• [PROBLEM] Only the lines that include "StoreError" should be copied from the data below.
++++ EXTRACTED DATA
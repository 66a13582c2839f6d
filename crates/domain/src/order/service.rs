//! Checkout and order lifecycle.

use std::collections::HashMap;
use std::time::Instant;

use chrono::Utc;
use common::{Money, OrderId, OrderStatus, OrderUuid, ProductId, UserId};
use store::{NewOrder, NewOrderLine, Order, Product, Store, StoreError};

use super::{OrderSummary, OrderView, ShippingInfo, StatusPolicy};
use crate::{Caller, DomainError, UserLocks};

/// Counts a rejected checkout and passes the error through.
fn rejected(reason: &'static str, err: DomainError) -> DomainError {
    metrics::counter!("checkout_rejected_total", "reason" => reason).increment(1);
    tracing::debug!(reason, error = %err, "checkout rejected");
    err
}

/// Service for turning carts into orders and moving orders through their lifecycle.
#[derive(Clone)]
pub struct OrderService<S: Store> {
    store: S,
    locks: UserLocks,
    policy: StatusPolicy,
}

impl<S: Store> OrderService<S> {
    /// Creates an order service. `locks` must be shared with the cart service.
    pub fn new(store: S, locks: UserLocks) -> Self {
        Self {
            store,
            locks,
            policy: StatusPolicy::default(),
        }
    }

    pub fn with_policy(mut self, policy: StatusPolicy) -> Self {
        self.policy = policy;
        self
    }

    pub fn policy(&self) -> StatusPolicy {
        self.policy
    }

    /// Converts the user's cart into an order.
    ///
    /// Prices are read live and frozen on the order lines. Stock is
    /// decremented, the order written and the cart emptied in one unit of
    /// work; a line that would take stock below zero rejects the whole
    /// checkout and leaves nothing behind.
    #[tracing::instrument(skip(self, shipping))]
    pub async fn create_order(
        &self,
        user_id: UserId,
        shipping: ShippingInfo,
    ) -> Result<OrderView, DomainError> {
        let started = Instant::now();
        let _guard = self.locks.lock(user_id).await;

        let cart = match self.store.get_cart(user_id).await? {
            Some(cart) if !cart.lines.is_empty() => cart,
            _ => return Err(rejected("empty_cart", DomainError::EmptyCart)),
        };

        let user = self
            .store
            .get_user(user_id)
            .await?
            .ok_or_else(|| rejected("unknown_user", DomainError::UserNotFound(user_id)))?;

        let mut products: HashMap<ProductId, Product> = HashMap::with_capacity(cart.lines.len());
        let mut lines = Vec::with_capacity(cart.lines.len());
        for line in &cart.lines {
            let product = self
                .store
                .get_product(line.product_id)
                .await?
                .filter(|p| p.active)
                .ok_or_else(|| {
                    rejected(
                        "product_unavailable",
                        DomainError::not_found("Product", line.product_id),
                    )
                })?;

            if product.stock_quantity < line.quantity {
                return Err(rejected(
                    "insufficient_stock",
                    DomainError::InsufficientStock {
                        product_id: product.id,
                        product_name: product.name,
                        requested: line.quantity,
                        available: product.stock_quantity,
                    },
                ));
            }

            lines.push(NewOrderLine {
                product_id: product.id,
                unit_price: product.price,
                quantity: line.quantity,
            });
            products.insert(product.id, product);
        }

        let total_amount: Money = lines.iter().map(|l| l.unit_price.multiply(l.quantity)).sum();
        let new_order = NewOrder {
            uuid: OrderUuid::new(),
            user_id,
            cart_id: cart.id,
            order_date: Utc::now().date_naive(),
            total_amount,
            shipping: shipping.address().or(&user.address),
            notes: shipping.notes,
            lines,
        };

        let order = match self.store.place_order(new_order).await {
            Ok(order) => order,
            // Stock moved between the check above and the conditional decrement
            Err(StoreError::InsufficientStock {
                product_id,
                requested,
            }) => {
                let available = self
                    .store
                    .get_product(product_id)
                    .await?
                    .map(|p| p.stock_quantity)
                    .unwrap_or(0);
                let product_name = products
                    .remove(&product_id)
                    .map(|p| p.name)
                    .unwrap_or_default();
                return Err(rejected(
                    "insufficient_stock",
                    DomainError::InsufficientStock {
                        product_id,
                        product_name,
                        requested,
                        available,
                    },
                ));
            }
            Err(e) => return Err(e.into()),
        };

        metrics::counter!("orders_created_total").increment(1);
        metrics::histogram!("checkout_duration_seconds").record(started.elapsed().as_secs_f64());
        tracing::info!(
            order_id = %order.id,
            uuid = %order.uuid,
            total = %order.total_amount,
            lines = order.lines.len(),
            "order placed"
        );

        Ok(order.into())
    }

    /// Lists the user's orders, newest first.
    #[tracing::instrument(skip(self))]
    pub async fn list_orders(&self, user_id: UserId) -> Result<Vec<OrderSummary>, DomainError> {
        let orders = self.store.list_orders_for_user(user_id).await?;
        Ok(orders.iter().map(OrderSummary::from).collect())
    }

    /// Loads an order the caller owns. Admins can load any order.
    #[tracing::instrument(skip(self))]
    pub async fn get_order_for(
        &self,
        caller: &Caller,
        id: OrderId,
    ) -> Result<OrderView, DomainError> {
        let order = self.load(id).await?;
        if order.user_id != Some(caller.user_id) && !caller.is_admin() {
            return Err(DomainError::Forbidden);
        }
        Ok(order.into())
    }

    /// Loads an order by its public uuid.
    ///
    /// There is no ownership check: the uuid acts as a share link.
    #[tracing::instrument(skip(self))]
    pub async fn get_order_by_uuid(&self, uuid: OrderUuid) -> Result<OrderView, DomainError> {
        self.store
            .get_order_by_uuid(uuid)
            .await?
            .map(OrderView::from)
            .ok_or(DomainError::NotFound {
                entity: "Order",
                id: 0,
            })
    }

    /// Overwrites the order's status, subject to the configured policy.
    ///
    /// Moving to `Delivered` stamps today's date as the delivery date.
    /// Moving to `Canceled` here does not restock; use [`Self::cancel_order`].
    #[tracing::instrument(skip(self))]
    pub async fn update_status(
        &self,
        id: OrderId,
        status: OrderStatus,
    ) -> Result<OrderView, DomainError> {
        let order = self.load(id).await?;

        if !self.policy.allows(order.status, status) {
            return Err(DomainError::InvalidTransition {
                from: order.status,
                to: status,
            });
        }

        let delivery_date = (status == OrderStatus::Delivered).then(|| Utc::now().date_naive());
        self.store
            .update_order_status(id, order.status, status, delivery_date)
            .await
            .map_err(|e| match e {
                StoreError::StatusConflict { actual, .. } => DomainError::InvalidTransition {
                    from: actual,
                    to: status,
                },
                other => other.into(),
            })?;

        metrics::counter!("order_status_updates_total", "status" => status.as_str()).increment(1);
        tracing::info!(order_id = %id, from = %order.status, to = %status, "order status updated");

        Ok(self.load(id).await?.into())
    }

    /// Cancels the user's own order and returns its quantities to stock.
    ///
    /// Returns `Ok(false)` if the order doesn't exist or belongs to someone
    /// else. Only `Open` and `Confirmed` orders can be canceled.
    #[tracing::instrument(skip(self))]
    pub async fn cancel_order(&self, user_id: UserId, id: OrderId) -> Result<bool, DomainError> {
        let Some(order) = self.store.get_order(id).await? else {
            return Ok(false);
        };
        if order.user_id != Some(user_id) {
            return Ok(false);
        }

        if !order.status.can_cancel() {
            return Err(DomainError::InvalidTransition {
                from: order.status,
                to: OrderStatus::Canceled,
            });
        }

        match self.store.cancel_order(id, order.status).await {
            Ok(()) => {}
            Err(StoreError::StatusConflict { actual, .. }) => {
                return Err(DomainError::InvalidTransition {
                    from: actual,
                    to: OrderStatus::Canceled,
                });
            }
            Err(StoreError::NotFound { .. }) => return Ok(false),
            Err(e) => return Err(e.into()),
        }

        metrics::counter!("orders_canceled_total").increment(1);
        tracing::info!(order_id = %id, "order canceled, stock restored");
        Ok(true)
    }

    async fn load(&self, id: OrderId) -> Result<Order, DomainError> {
        self.store
            .get_order(id)
            .await?
            .ok_or_else(|| DomainError::not_found("Order", id))
    }
}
++++++++
• [ANSWER SECTION]
use store::{NewOrder, NewOrderLine, Order, Product, Store, StoreError};
            Err(StoreError::InsufficientStock {
                StoreError::StatusConflict { actual, .. } => DomainError::InvalidTransition {
            Err(StoreError::StatusConflict { actual, .. }) => {
            Err(StoreError::NotFound { .. }) => return Ok(false),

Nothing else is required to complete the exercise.